Go through the data below and return each line where the string "lexed" occurs.

*** Data for this exercise ***

//! SwitchExpression - lexing and serialization of one `identifier[=value]` token.
//!
//! This is the shared lexer for runtime switch tokens (`--verbose`,
//! `--level=3`) and for the identifier/value halves of a route guard clause.
//! Parsing strips exactly one layer of matching surrounding quotes from the
//! value; `Display` is the inverse and re-quotes only when needed.

use std::fmt;

use crate::error::DefinitionError;

/// One lexed `identifier[=value]` token.
///
/// The distinction between a boolean token (`verbose`) and a valued token
/// with an empty value (`level=`) is preserved: the former has `value ==
/// None`, the latter `value == Some("")`.
#[derive(Debug, Clone, PartialEq, Eq)]
pub struct SwitchExpression {
    variable: String,
    value: Option<String>,
}

impl SwitchExpression {
    /// Lex one token. Splits at the first `=`; both halves are trimmed.
    ///
    /// Fails if the trimmed variable contains internal whitespace, which
    /// would make the token ambiguous to re-serialize.
    pub fn parse(input: &str) -> Result<Self, DefinitionError> {
        let (raw_var, raw_value) = match input.find('=') {
            Some(pos) => (&input[..pos], Some(&input[pos + 1..])),
            None => (input, None),
        };

        let variable = raw_var.trim().to_string();
        if variable.chars().any(char::is_whitespace) {
            return Err(DefinitionError::WhitespaceInVariable { variable });
        }

        let value = raw_value.map(|v| strip_quotes(v.trim()).to_string());
        Ok(Self { variable, value })
    }

    /// Build an expression directly, without lexing.
    pub(crate) fn new(variable: impl Into<String>, value: Option<String>) -> Self {
        Self {
            variable: variable.into(),
            value,
        }
    }

    /// The identifier before the `=`.
    pub fn variable(&self) -> &str {
        &self.variable
    }

    /// The value after the `=`, quotes stripped. `None` when no `=` was present.
    pub fn value(&self) -> Option<&str> {
        self.value.as_deref()
    }

    /// True iff an `=` was present, even when the value is empty.
    pub fn is_valued_switch(&self) -> bool {
        self.value.is_some()
    }
}

impl fmt::Display for SwitchExpression {
    fn fmt(&self, f: &mut fmt::Formatter<'_>) -> fmt::Result {
        match &self.value {
            None => write!(f, "{}", self.variable),
            Some(value) => write!(f, "{}={}", self.variable, quote_value(value)),
        }
    }
}

/// Strip exactly one layer of matching surrounding quotes.
///
/// Only applies when both ends carry the same quote character and the
/// string is longer than a single character, so `"` and `'` stay intact.
pub(crate) fn strip_quotes(value: &str) -> &str {
    let bytes = value.as_bytes();
    if value.len() > 1 {
        let first = bytes[0];
        let last = bytes[value.len() - 1];
        if first == last && (first == b'\'' || first == b'"') {
            return &value[1..value.len() - 1];
        }
    }
    value
}

/// Re-quote a value for serialization.
///
/// Quoting is needed when the value contains whitespace or would be
/// re-lexed differently (surrounding quote pair). Single quotes are
/// preferred; the other quote character is chosen when the value itself
/// contains single quotes.
fn quote_value(value: &str) -> String {
    let needs_quoting = value.chars().any(char::is_whitespace)
        || strip_quotes(value) != value;
    if !needs_quoting {
        return value.to_string();
    }
    let quote = if value.contains('\'') { '"' } else { '\'' };
    format!("{quote}{value}{quote}")
}

// ============================================================================
// Tests
// ============================================================================

#[cfg(test)]
mod tests {
    use super::*;

    #[test]
    fn bare_variable_has_no_value() {
        let expr = SwitchExpression::parse("verbose").unwrap();
        assert_eq!(expr.variable(), "verbose");
        assert_eq!(expr.value(), None);
        assert!(!expr.is_valued_switch());
    }

    #[test]
    fn surrounding_whitespace_is_trimmed() {
        let expr = SwitchExpression::parse("  verbose  ").unwrap();
        assert_eq!(expr.variable(), "verbose");
        let expr = SwitchExpression::parse("  level = 3 ").unwrap();
        assert_eq!(expr.variable(), "level");
        assert_eq!(expr.value(), Some("3"));
    }

    #[test]
    fn internal_whitespace_in_variable_fails() {
        assert!(matches!(
            SwitchExpression::parse("two words"),
            Err(DefinitionError::WhitespaceInVariable { .. })
        ));
        // Also when a value is present
        assert!(SwitchExpression::parse("two words=1").is_err());
    }

    #[test]
    fn empty_value_is_still_valued() {
        let expr = SwitchExpression::parse("level=").unwrap();
        assert_eq!(expr.value(), Some(""));
        assert!(expr.is_valued_switch());
    }

    #[test]
    fn matching_quotes_are_stripped_once() {
        let expr = SwitchExpression::parse("msg='hello world'").unwrap();
        assert_eq!(expr.value(), Some("hello world"));
        let expr = SwitchExpression::parse("msg=\"hi\"").unwrap();
        assert_eq!(expr.value(), Some("hi"));
        // Only one layer
        let expr = SwitchExpression::parse("msg=''x''").unwrap();
        assert_eq!(expr.value(), Some("'x'"));
    }

    #[test]
    fn mismatched_or_lone_quotes_survive() {
        let expr = SwitchExpression::parse("msg='hello\"").unwrap();
        assert_eq!(expr.value(), Some("'hello\""));
        let expr = SwitchExpression::parse("msg='").unwrap();
        assert_eq!(expr.value(), Some("'"));
    }

    #[test]
    fn display_round_trips_canonical_forms() {
        for s in ["verbose", "level=3", "msg='hello world'"] {
            let expr = SwitchExpression::parse(s).unwrap();
            assert_eq!(expr.to_string(), s);
        }
    }

    #[test]
    fn reparse_preserves_value() {
        for s in ["a=b c", "a='b c'", "a=", "a=x", "flag"] {
            let first = SwitchExpression::parse(s).unwrap();
            let second = SwitchExpression::parse(&first.to_string()).unwrap();
            assert_eq!(first.value(), second.value());
            assert_eq!(first.variable(), second.variable());
        }
    }

    #[test]
    fn quoting_avoids_embedded_quote_character() {
        let expr = SwitchExpression::new("msg", Some("it's here".to_string()));
        assert_eq!(expr.to_string(), "msg=\"it's here\"");
    }
}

***

◆ Response to this task ◆
/// One lexed `identifier[=value]` token.
/// re-lexed differently (surrounding quote pair). Single quotes are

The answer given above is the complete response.